The introduction of Mac OS X 10.7 Lion last week was obviously interesting, but it also seemed equal parts novel and obvious. Of course Apple would meld Mac OS X and iOS this way. And of course it would be starting another application store where it gets 30 percent of every application sold. Of course.

There are two ways to think about the coming changes in Lion. On one hand, this is likely to be yet another significant revenue stream for the already wealthy company, and it is likely to greatly simplify how Mac users find and use applications on their computers. On the other hand, it's probably going to kill general-purpose freeware development for Mac OS X -- and that might not be a bad thing.

Right now, there's a significant number of open source and/or free applications for the Mac that I use regularly, from small utilities like MenuMeters, Flux, and Caffeine, to apps like CoRD, Chax, Plex, SuperDuper, Songbird, GlimmerBlocker, and many more. You can find them at various places around the Web, and downloading and installing them is extremely simple, as are most application installations on the Mac. The Mac App store won't add much to what is an already simple process, but it will collect them into a central, searchable marketplace.

The one thing most of these utilities have in common is a PayPal donation button on the download page. The apps are free, but the developers are hoping that some folks will click that button and send them a few bucks for their efforts. While they make some money this way, it's not very much. Once Lion is released, I fully expect these utilities to move to the new Mac app store and be available for a few bucks. The end result is much more exposure for these utilities and, most likely, a more stable revenue stream for the developers.

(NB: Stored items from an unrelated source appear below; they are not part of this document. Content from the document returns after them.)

//! Request and response payloads exchanged with the service
//!
//! JSON field names follow the service contract (camelCase, plus the
//! hyphenated `access-token`).

use serde::{Deserialize, Serialize};

/// Body of `POST register`
#[derive(Clone, Debug, PartialEq, Eq, Serialize, Deserialize)]
#[serde(rename_all = "camelCase")]
pub struct RegistrationRequest {
    pub username: String,
    pub password: String,
    pub email: String,
    /// Mandatory in the request model even though the service never reports it missing
    pub first_name: String,
    #[serde(default, skip_serializing_if = "Option::is_none")]
    pub last_name: Option<String>,
    #[serde(default, skip_serializing_if = "Option::is_none")]
    pub middle_name: Option<String>,
}

impl RegistrationRequest {
    pub fn new(
        username: impl Into<String>,
        password: impl Into<String>,
        email: impl Into<String>,
        first_name: impl Into<String>,
    ) -> Self {
        Self {
            username: username.into(),
            password: password.into(),
            email: email.into(),
            first_name: first_name.into(),
            last_name: None,
            middle_name: None,
        }
    }

    pub fn last_name(mut self, last_name: impl Into<String>) -> Self {
        self.last_name = Some(last_name.into());
        self
    }

    pub fn middle_name(mut self, middle_name: impl Into<String>) -> Self {
        self.middle_name = Some(middle_name.into());
        self
    }

    /// Profile fields the service is expected to echo back
    pub fn profile(&self) -> [(&'static str, Option<&str>); 5] {
        [
            ("username", Some(self.username.as_str())),
            ("email", Some(self.email.as_str())),
            ("firstName", Some(self.first_name.as_str())),
            ("lastName", self.last_name.as_deref()),
            ("middleName", self.middle_name.as_deref()),
        ]
    }
}

/// Body returned by `POST register` and `GET user/{id}`
#[derive(Clone, Debug, Default, PartialEq, Eq, Serialize, Deserialize)]
#[serde(rename_all = "camelCase")]
pub struct RegistrationResponse {
    /// Present only on successful registration
    pub id: Option<i64>,
    pub username: Option<String>,
    pub email: Option<String>,
    pub first_name: Option<String>,
    pub last_name: Option<String>,
    pub middle_name: Option<String>,
}

impl RegistrationResponse {
    /// Profile fields in the same order as [`RegistrationRequest::profile`]
    pub fn profile(&self) -> [(&'static str, Option<&str>); 5] {
        [
            ("username", self.username.as_deref()),
            ("email", self.email.as_deref()),
            ("firstName", self.first_name.as_deref()),
            ("lastName", self.last_name.as_deref()),
            ("middleName", self.middle_name.as_deref()),
        ]
    }
}

/// Body of `POST login`
#[derive(Clone, Debug, PartialEq, Eq, Serialize, Deserialize)]
pub struct LoginRequest {
    pub username: String,
    pub password: String,
}

impl LoginRequest {
    pub fn new(username: impl Into<String>, password: impl Into<String>) -> Self {
        Self {
            username: username.into(),
            password: password.into(),
        }
    }
}

/// Successful login body
#[derive(Clone, Debug, Default, PartialEq, Eq, Serialize, Deserialize)]
pub struct LoginResponse {
    pub message: Option<String>,
    #[serde(rename = "access-token")]
    pub access_token: Option<String>,
}

/// Error body returned for every rejected request
#[derive(Clone, Debug, PartialEq, Eq, Serialize, Deserialize)]
pub struct ErrorBody {
    pub error: String,
}

impl ErrorBody {
    /// Exact text the service sends: compact JSON plus a trailing newline
    pub fn render(message: &str) -> String {
        let body = serde_json::json!({ "error": message });
        format!("{body}\n")
    }
}

#[cfg(test)]
mod tests {
    use super::*;

    #[test]
    fn test_registration_request_json_keys() {
        let req = RegistrationRequest::new("test123", "Password1@", "test123@mail.com", "John")
            .last_name("Connor")
            .middle_name("Sarah");

        let json = serde_json::to_value(&req).unwrap();
        assert_eq!(json["firstName"], "John");
        assert_eq!(json["lastName"], "Connor");
        assert_eq!(json["middleName"], "Sarah");
        assert!(json.get("first_name").is_none());
    }

    #[test]
    fn test_optional_names_are_omitted() {
        let req = RegistrationRequest::new("testUser", "pass", "", "");
        let json = serde_json::to_value(&req).unwrap();
        assert!(json.get("lastName").is_none());
        assert!(json.get("middleName").is_none());
        assert_eq!(json["firstName"], "");
    }

    #[test]
    fn test_registration_response_tolerates_nulls() {
        let body = r#"{"id":42,"username":"test1","email":"test1@mail.com","firstName":"John","lastName":"Connor","middleName":null}"#;
        let resp: RegistrationResponse = serde_json::from_str(body).unwrap();
        assert_eq!(resp.id, Some(42));
        assert_eq!(resp.middle_name, None);
        assert_eq!(resp.profile()[2], ("firstName", Some("John")));
    }

    #[test]
    fn test_login_response_hyphenated_token() {
        let body = r#"{"message":"Login successful","access-token":"abc.def"}"#;
        let resp: LoginResponse = serde_json::from_str(body).unwrap();
        assert_eq!(resp.message.as_deref(), Some("Login successful"));
        assert_eq!(resp.access_token.as_deref(), Some("abc.def"));
    }

    #[test]
    fn test_error_body_render() {
        assert_eq!(
            ErrorBody::render("Invalid token"),
            "{\"error\":\"Invalid token\"}\n"
        );
    }
}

There's also likely to be another app store gold rush, as we saw with the iPhone, but it'll probably be lower-key. Tales of 99-cent flashlight apps generating hundreds or thousands of dollars a week for a few lucky souls abounded when Apple launched the iPhone app store, and there will be analogues in the new app store, but they'll probably be fewer in number.

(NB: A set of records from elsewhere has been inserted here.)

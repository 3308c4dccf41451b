//! Generated test user
//!
//! Each run registers a fresh user so duplicate checks have something to
//! collide with.

use crate::models::{LoginRequest, RegistrationRequest};

pub const DEFAULT_PASSWORD: &str = "Password1@";

/// Credentials and profile of the user registered by one run
#[derive(Clone, Debug, PartialEq, Eq)]
pub struct Identity {
    pub username: String,
    pub email: String,
    pub password: String,
    pub first_name: String,
    pub middle_name: String,
    pub last_name: String,
}

impl Identity {
    /// `test` followed by a number below 1000; always 5 to 7 characters
    pub fn generate() -> Self {
        let suffix = rand::random::<u32>() % 1000;
        Self::with_username(format!("test{suffix}"))
    }

    pub fn with_username(username: impl Into<String>) -> Self {
        let username = username.into();
        Self {
            email: format!("{username}@mail.com"),
            username,
            password: DEFAULT_PASSWORD.to_string(),
            first_name: "John".to_string(),
            middle_name: "Sarah".to_string(),
            last_name: "Connor".to_string(),
        }
    }

    pub fn registration(&self) -> RegistrationRequest {
        RegistrationRequest::new(
            &self.username,
            &self.password,
            &self.email,
            &self.first_name,
        )
        .last_name(&self.last_name)
        .middle_name(&self.middle_name)
    }

    pub fn login(&self) -> LoginRequest {
        LoginRequest::new(&self.username, &self.password)
    }

    /// Username that differs from the registered one but shares its prefix
    pub fn sibling_username(&self) -> String {
        format!("{}1", self.username)
    }
}
//! HTTP module for the suite
//!
//! Request construction and a single-attempt client for the service under test.

mod builder;
mod client;

pub use builder::{BodyEncoding, RequestBuilder};
pub use client::{HttpClient, HttpRequest, HttpResponse};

The reason for this is that people are far more likely to buy an app for their iPhone on impulse when a friend shows them the app on their phone, but when you're at home on your computer, you're less likely to have that direct introduction. There's also the fact that there are more iOS devices out in the world than Macs.

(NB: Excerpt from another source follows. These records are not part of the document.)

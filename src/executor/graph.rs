//! Scenario dependency graph
//!
//! Resolves declared `depends_on` edges into an execution order. Among
//! scenarios that are ready at the same time, declaration order wins.

use std::collections::{BTreeSet, HashMap, HashSet};

use crate::error::{SuiteError, SuiteResult};
use crate::models::{Scenario, ScenarioId};

pub struct DependencyGraph<'a> {
    scenarios: &'a [Scenario],
    index: HashMap<ScenarioId, usize>,
}

impl<'a> DependencyGraph<'a> {
    /// Index scenarios, rejecting duplicate ids and unknown dependencies
    pub fn new(scenarios: &'a [Scenario]) -> SuiteResult<Self> {
        let mut index = HashMap::with_capacity(scenarios.len());
        for (i, scenario) in scenarios.iter().enumerate() {
            if index.insert(scenario.id, i).is_some() {
                return Err(SuiteError::Dependency(format!(
                    "duplicate scenario id '{}'",
                    scenario.id
                )));
            }
        }

        for scenario in scenarios {
            if let Some(missing) = scenario.depends_on.iter().find(|d| !index.contains_key(*d)) {
                return Err(SuiteError::Dependency(format!(
                    "'{}' depends on unknown scenario '{}'",
                    scenario.id, missing
                )));
            }
        }

        Ok(Self { scenarios, index })
    }

    /// Topological order of every scenario
    pub fn order(&self) -> SuiteResult<Vec<&'a Scenario>> {
        let mut remaining: Vec<usize> = self
            .scenarios
            .iter()
            .map(|s| s.depends_on.len())
            .collect();

        let mut dependents: Vec<Vec<usize>> = vec![Vec::new(); self.scenarios.len()];
        for (i, scenario) in self.scenarios.iter().enumerate() {
            for dep in &scenario.depends_on {
                dependents[self.index[dep]].push(i);
            }
        }

        let mut ready: BTreeSet<usize> = remaining
            .iter()
            .enumerate()
            .filter(|(_, &n)| n == 0)
            .map(|(i, _)| i)
            .collect();

        let mut ordered = Vec::with_capacity(self.scenarios.len());
        while let Some(next) = ready.pop_first() {
            ordered.push(&self.scenarios[next]);
            for &dependent in &dependents[next] {
                remaining[dependent] -= 1;
                if remaining[dependent] == 0 {
                    ready.insert(dependent);
                }
            }
        }

        if ordered.len() < self.scenarios.len() {
            let stuck: Vec<&str> = self
                .scenarios
                .iter()
                .zip(&remaining)
                .filter(|(_, &n)| n > 0)
                .map(|(s, _)| s.id.as_str())
                .collect();
            return Err(SuiteError::Dependency(format!(
                "dependency cycle among: {}",
                stuck.join(", ")
            )));
        }

        Ok(ordered)
    }

    /// Selected scenarios plus everything they transitively depend on
    pub fn closure(&self, roots: &[ScenarioId]) -> SuiteResult<HashSet<ScenarioId>> {
        let mut selected = HashSet::new();
        let mut stack = Vec::with_capacity(roots.len());

        for root in roots {
            let i = self.index.get(root).ok_or_else(|| {
                SuiteError::Dependency(format!("unknown scenario '{root}'"))
            })?;
            stack.push(*i);
        }

        while let Some(i) = stack.pop() {
            let scenario = &self.scenarios[i];
            if selected.insert(scenario.id) {
                stack.extend(scenario.depends_on.iter().map(|d| self.index[d]));
            }
        }

        Ok(selected)
    }
}

#[cfg(test)]
mod tests {
    use super::*;
    use crate::models::{Action, Expectation, ScenarioGroup};

    fn scenario(id: &'static str, deps: &[&'static str]) -> Scenario {
        deps.iter().fold(
            Scenario::new(
                id,
                ScenarioGroup::Health,
                id,
                Action::Health { repeat: 1 },
                Expectation::error(500, "unused"),
            ),
            |s, dep| s.depends_on(ScenarioId(*dep)),
        )
    }

    fn ids(order: &[&Scenario]) -> Vec<&'static str> {
        order.iter().map(|s| s.id.as_str()).collect()
    }

    #[test]
    fn test_order_respects_dependencies() {
        let scenarios = vec![
            scenario("user", &["login", "register"]),
            scenario("health", &[]),
            scenario("login", &["register"]),
            scenario("register", &[]),
        ];
        let graph = DependencyGraph::new(&scenarios).unwrap();
        assert_eq!(
            ids(&graph.order().unwrap()),
            vec!["health", "register", "login", "user"]
        );
    }

    #[test]
    fn test_order_is_stable_for_independent_scenarios() {
        let scenarios = vec![scenario("c", &[]), scenario("a", &[]), scenario("b", &[])];
        let graph = DependencyGraph::new(&scenarios).unwrap();
        assert_eq!(ids(&graph.order().unwrap()), vec!["c", "a", "b"]);
    }

    #[test]
    fn test_cycle_is_rejected() {
        let scenarios = vec![
            scenario("a", &["b"]),
            scenario("b", &["a"]),
            scenario("c", &[]),
        ];
        let graph = DependencyGraph::new(&scenarios).unwrap();
        let err = graph.order().unwrap_err();
        assert!(matches!(err, SuiteError::Dependency(ref m) if m.contains("a, b")));
    }

    #[test]
    fn test_unknown_dependency_and_duplicates_are_rejected() {
        let unknown = vec![scenario("a", &["ghost"])];
        assert!(DependencyGraph::new(&unknown).is_err());

        let duplicate = vec![scenario("a", &[]), scenario("a", &[])];
        assert!(DependencyGraph::new(&duplicate).is_err());
    }

    #[test]
    fn test_closure_pulls_transitive_dependencies() {
        let scenarios = vec![
            scenario("register", &[]),
            scenario("login", &["register"]),
            scenario("user", &["login"]),
            scenario("health", &[]),
        ];
        let graph = DependencyGraph::new(&scenarios).unwrap();

        let closure = graph.closure(&[ScenarioId("user")]).unwrap();
        assert_eq!(closure.len(), 3);
        assert!(!closure.contains(&ScenarioId("health")));

        assert!(graph.closure(&[ScenarioId("ghost")]).is_err());
    }
}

But that might be step nine of Jobs' plan: Make the Mac so irresistible to the millions on non-Mac people who have been conditioned to the Apple computing ecosystem through their iPhones and iPads, that buying that iMac becomes the next logical step. That sounds far easier said than done, but then again, so do each of the odd-numbered steps outlined above.

At this point, I wouldn't put anything past Apple. It appears to have cornered the market on miracles.